I graduated from an elite law school in 2008 and work in a big Midwestern firm.
The peak is at exactly 160K because that’s the standard market rate for a first year associate at a major firm in New York and maybe a few other cities. The smaller peak at 145K is the standard market rate for firms in most other big cities. Note that this is just the salary, not bonus compensation. There is a lot of “follow the leader” in bonus compensation, but it is more variable across firms than salary.
[There are a very few firms that provide higher starting salaries, and a few unique cases where, for instance, Supreme Court clerks get a much higher than lockstep salary or a large signing bonus.]

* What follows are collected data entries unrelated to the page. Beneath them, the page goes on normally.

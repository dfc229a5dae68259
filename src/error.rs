use std::{error, fmt, io, string};

use crate::atom::Fourcc;

/// Type alias for the result of metadata operations.
pub type Result<T> = std::result::Result<T, Error>;

/// Kinds of errors that may occur while performing metadata operations.
#[derive(Debug)]
pub enum ErrorKind {
    /// An error kind indicating that an atom could not be found. Contains the atom's identifier.
    AtomNotFound(Fourcc),
    /// An error kind indicating that an elementary stream descriptor could not be found. Contains
    /// the descriptor's tag.
    DescriptorNotFound(u8),
    /// An error kind indicating that the file has been marked as corrupt and further operations
    /// were refused.
    Corrupt,
    /// An error kind indicating that an IO error has occurred. Contains the original `io::Error`.
    Io(io::Error),
    /// An error kind indicating that the reader does not start with a filetype (`ftyp`) atom and
    /// thus does not contain MPEG-4 metadata.
    NoFiletype,
    /// An error kind indicating that the file handle is not in a mode that permits the requested
    /// operation.
    InvalidMode,
    /// An error kind indicating that a read was attempted outside the bounds of a buffer.
    OutOfBounds,
    /// An error kind indicating that an error occurred during parsing.
    Parsing,
    /// An error kind indicating an unknown version of an atom.
    UnknownVersion(u8),
    /// An error kind indicating that a string decoding error has occurred. Contains the invalid
    /// data.
    Utf8StringDecoding(string::FromUtf8Error),
}

/// A structure able to represent any error that may occur while performing metadata operations.
pub struct Error {
    /// The kind of error.
    pub kind: ErrorKind,
    /// A human readable string describing the error.
    pub description: String,
}

impl Error {
    /// Creates a new `Error` using the error kind and description.
    pub fn new(kind: ErrorKind, description: impl Into<String>) -> Self {
        Self { kind, description: description.into() }
    }
}

impl error::Error for Error {
    fn source(&self) -> Option<&(dyn error::Error + 'static)> {
        match &self.kind {
            ErrorKind::Io(err) => Some(err),
            ErrorKind::Utf8StringDecoding(err) => Some(err),
            _ => None,
        }
    }
}

impl From<io::Error> for Error {
    fn from(err: io::Error) -> Self {
        Self::new(ErrorKind::Io(err), "IO error")
    }
}

impl From<string::FromUtf8Error> for Error {
    fn from(err: string::FromUtf8Error) -> Self {
        Self::new(ErrorKind::Utf8StringDecoding(err), "Data is not valid utf-8")
    }
}

impl fmt::Debug for Error {
    fn fmt(&self, f: &mut fmt::Formatter<'_>) -> fmt::Result {
        if self.description.is_empty() {
            write!(f, "{:?}", self.kind)
        } else {
            write!(f, "{:?}: {}", self.kind, self.description)
        }
    }
}

impl fmt::Display for Error {
    fn fmt(&self, f: &mut fmt::Formatter<'_>) -> fmt::Result {
        if self.description.is_empty() {
            write!(f, "{:?}", self.kind)
        } else {
            write!(f, "{:?}: {}", self.kind, self.description)
        }
    }
}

The lore at my firm is this: During the dot-com boom, West Coast firms wanted to aggressively compete for the new work coming up in Silicon Valley. But they felt handicapped because the New York firms could tell clients they would get only graduates of elite law schools staffed on their cases. (Only two of the 14 traditionally elite law schools are near the West Coast – there are eight within a few hours drive from New York). So the West Coast firms – particularly Brobeck Phlegler – started bidding up market salaries for first year associates from about $80,000 to around $135,000 over the course of a few years to get Harvard and Yale grads to move to San Francisco.
In the early 2000s, a lot happened. 9/11, the failure of the dot-com bubble, and the collapse of Brobeck when its clients went under. But wages are sticky. No one wanted to cut associate salaries, as that would be viewed as an admission of weakness and would hurt morale. When I applied to law school in 2005, the median graduate of a top school made around $125,000-$135,000. Then there was a boom in New York capital markets that led the New York firms to bid up salaries to $160,000. Salaries stopped there because 2008 hit. Some firms cut salaries, some laid off lots of workers, but many kept the same salary and just slashed bonus compensation. And the legal market has not heated up enough to start off a new bidding war.

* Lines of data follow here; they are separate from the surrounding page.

//! Procedural macros generating the repetitive tag accessor families. Every macro takes the
//! accessor name and the display string of the atom identifier:
//!
//! ```ignore
//! individual_string_value_accessor!("album", "©alb");
//! ```
//!
//! The referenced identifier constant is derived from the accessor name by uppercasing it.
use proc_macro::TokenStream;

struct Input {
    /// The accessor function name.
    ident: String,
    /// The accessor name with underscores replaced by spaces.
    name: String,
    /// The name with the first letter capitalized.
    headline: String,
    /// The path of the identifier constant.
    atom_ident: String,
    /// The display string of the atom identifier.
    atom_ident_string: String,
}

fn parse_input(input: TokenStream) -> Input {
    let str = input.to_string();
    let mut token_strings = str.split(',');

    let ident = token_strings
        .next()
        .expect("Expected function ident")
        .trim()
        .replace('"', "");
    let atom_ident_string = token_strings
        .next()
        .expect("Expected atom ident string")
        .trim()
        .replace('"', "");

    let name = ident.replace('_', " ");
    let mut name_chars = name.chars();
    let headline = match name_chars.next() {
        Some(c) => format!("{}{}", c.to_uppercase(), name_chars.collect::<String>()),
        None => panic!("Expected non-empty function ident"),
    };
    let atom_ident = format!("crate::atom::ident::{}", ident.to_uppercase());

    Input { ident, name, headline, atom_ident, atom_ident_string }
}

fn pluralize(name: &str) -> String {
    match name.strip_suffix('y') {
        Some(stem) => format!("{stem}ies"),
        None => format!("{name}s"),
    }
}

/// Generates getter, setter and remover for a single utf-8 string value. Setting an empty string
/// removes the atom.
#[proc_macro]
pub fn individual_string_value_accessor(input: TokenStream) -> TokenStream {
    let Input { ident, name, headline, atom_ident, atom_ident_string } = parse_input(input);

    format!(
        "
/// ### {headline}
impl Tag {{
    /// Returns the {name} (`{atom_ident_string}`).
    pub fn {ident}(&self) -> Option<&str> {{
        self.strings_of(&{atom_ident}).next()
    }}

    /// Sets the {name} (`{atom_ident_string}`). An empty value removes the atom.
    pub fn set_{ident}(&mut self, {ident}: impl Into<String>) {{
        let value = {ident}.into();
        if value.is_empty() {{
            self.remove_data(&{atom_ident});
        }} else {{
            self.set_data({atom_ident}, crate::Data::Utf8(value));
        }}
    }}

    /// Removes the {name} (`{atom_ident_string}`).
    pub fn remove_{ident}(&mut self) {{
        self.remove_data(&{atom_ident});
    }}
}}
    "
    )
    .parse()
    .unwrap()
}

/// Generates accessors for a multi valued string field. The values are stored in one atom,
/// joined by `\"; \"`, readers split at semicolons and trim the parts. Setting an empty list
/// removes the atom.
#[proc_macro]
pub fn multiple_string_values_accessor(input: TokenStream) -> TokenStream {
    let Input { ident, name, headline, atom_ident, atom_ident_string } = parse_input(input);

    let ident_plural = pluralize(&ident);
    let name_plural = pluralize(&name);
    let headline_plural = pluralize(&headline);

    format!(
        "
/// ### {headline_plural}
impl Tag {{
    /// Returns all {name_plural} (`{atom_ident_string}`), the stored value split at semicolons
    /// with surrounding whitespace trimmed.
    pub fn {ident_plural}(&self) -> impl Iterator<Item = &str> {{
        self.strings_of(&{atom_ident})
            .flat_map(|s| s.split(';'))
            .map(str::trim)
            .filter(|s| !s.is_empty())
    }}

    /// Returns the first {name} (`{atom_ident_string}`).
    pub fn {ident}(&self) -> Option<&str> {{
        self.{ident_plural}().next()
    }}

    /// Sets all {name_plural} (`{atom_ident_string}`), joined by `\"; \"`. An empty list
    /// removes the atom.
    pub fn set_{ident_plural}<S: AsRef<str>>(&mut self, {ident_plural}: &[S]) {{
        let value = {ident_plural}
            .iter()
            .map(|s| s.as_ref().trim())
            .filter(|s| !s.is_empty())
            .collect::<Vec<&str>>()
            .join(\"; \");
        if value.is_empty() {{
            self.remove_data(&{atom_ident});
        }} else {{
            self.set_data({atom_ident}, crate::Data::Utf8(value));
        }}
    }}

    /// Sets one {name} (`{atom_ident_string}`). An empty value removes the atom.
    pub fn set_{ident}(&mut self, {ident}: impl Into<String>) {{
        let value = {ident}.into();
        if value.trim().is_empty() {{
            self.remove_data(&{atom_ident});
        }} else {{
            self.set_data({atom_ident}, crate::Data::Utf8(value));
        }}
    }}

    /// Removes all {name_plural} (`{atom_ident_string}`).
    pub fn remove_{ident_plural}(&mut self) {{
        self.remove_data(&{atom_ident});
    }}
}}
    "
    )
    .parse()
    .unwrap()
}

/// Generates accessors for a flag value: a single byte that is nonzero when the flag is set,
/// written with the historical iTunes type code 21.
#[proc_macro]
pub fn flag_value_accessor(input: TokenStream) -> TokenStream {
    let Input { ident, name, headline, atom_ident, atom_ident_string } = parse_input(input);

    format!(
        "
/// ### {headline}
impl Tag {{
    /// Returns whether the {name} flag is set (`{atom_ident_string}`).
    pub fn {ident}(&self) -> bool {{
        self.bytes_of(&{atom_ident}).next().map_or(false, |v| v.iter().any(|b| *b != 0))
    }}

    /// Sets the {name} flag (`{atom_ident_string}`).
    pub fn set_{ident}(&mut self) {{
        self.set_data({atom_ident}, crate::Data::BeSigned(vec![1u8]));
    }}

    /// Removes the {name} flag (`{atom_ident_string}`).
    pub fn remove_{ident}(&mut self) {{
        self.remove_data(&{atom_ident});
    }}
}}
    "
    )
    .parse()
    .unwrap()
}

/// Generates accessors for a 16 bit big endian integer value.
#[proc_macro]
pub fn integer_value_accessor(input: TokenStream) -> TokenStream {
    let Input { ident, name, headline, atom_ident, atom_ident_string } = parse_input(input);

    format!(
        "
/// ### {headline}
impl Tag {{
    /// Returns the {name} (`{atom_ident_string}`).
    pub fn {ident}(&self) -> Option<u16> {{
        let vec = self.bytes_of(&{atom_ident}).next()?;
        if vec.len() < 2 {{
            return None;
        }}
        Some(u16::from_be_bytes([vec[0], vec[1]]))
    }}

    /// Sets the {name} (`{atom_ident_string}`).
    pub fn set_{ident}(&mut self, {ident}: u16) {{
        self.set_data({atom_ident}, crate::Data::BeSigned({ident}.to_be_bytes().to_vec()));
    }}

    /// Removes the {name} (`{atom_ident_string}`).
    pub fn remove_{ident}(&mut self) {{
        self.remove_data(&{atom_ident});
    }}
}}
    "
    )
    .parse()
    .unwrap()
}

/// Generates getter, setter and remover for a single string value stored in a freeform (`----`)
/// atom. Setting an empty string removes the whole annotation.
#[proc_macro]
pub fn freeform_string_value_accessor(input: TokenStream) -> TokenStream {
    let Input { ident, name, headline, atom_ident, atom_ident_string } = parse_input(input);

    format!(
        "
/// ### {headline}
impl Tag {{
    /// Returns the {name} (`----:com.apple.iTunes:{atom_ident_string}`).
    pub fn {ident}(&self) -> Option<&str> {{
        self.strings_of(&{atom_ident}).next()
    }}

    /// Sets the {name} (`----:com.apple.iTunes:{atom_ident_string}`). An empty value removes
    /// the atom.
    pub fn set_{ident}(&mut self, {ident}: impl Into<String>) {{
        let value = {ident}.into();
        if value.is_empty() {{
            self.remove_data(&{atom_ident});
        }} else {{
            self.set_data(&{atom_ident}, crate::Data::Utf8(value));
        }}
    }}

    /// Removes the {name} (`----:com.apple.iTunes:{atom_ident_string}`).
    pub fn remove_{ident}(&mut self) {{
        self.remove_data(&{atom_ident});
    }}
}}
    "
    )
    .parse()
    .unwrap()
}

These numbers are just salary, and the firms have different bonuses. The second tier firms (about 80 or 100 firms) match the top ten in salary, as a signal that they are players, but not in bonus. So associates at Skadden Arps and DLA Piper (for example) may have the same $160K base, but the Skadden associates will get bigger bonuses in most years, much bigger bonuses in a really good year. Now in a really terrible year, like 2009, it might be that no one gets a bonus. But there will be layoffs at the second 80 firms, whereas the top ten will have paid furloughs.
Top law school graduates are fungible resources, particularly since entry level attorneys don’t do work where discernable ability at the hiring stage has any impact on productivity. To a great extent the high end legal market is perfectly competitive since information exchange about hiring here is widely reported in the media. The same is not true at the low end where client ability to pay influences pay as much as competition for talent.
GC’s theory is probably wrong. When I graduated from law school there was a similar flat rate of compensation for all top jobs, but it was about $80K. That number has gone up, mostly tracking NYC cost of living, over twenty years.
I think you should note that these are starting salaries.
You should definitely note this, as otherwise the numbers are totally unbelievable – I was ready to reject the numbers as obviously incrorect until I read this comment.
The first line of this post:
As of 2010, a graph of starting salaries looks like this:
One of my law profs said that all he was doing was teaching us to read.
Somehow these graphs seem too neat & convenient. Which makes me suspicious. No lawyer earned 90k + in 1991? No lawyer earns 160k + today? Why is the 160k peak so sharp to rise n fall?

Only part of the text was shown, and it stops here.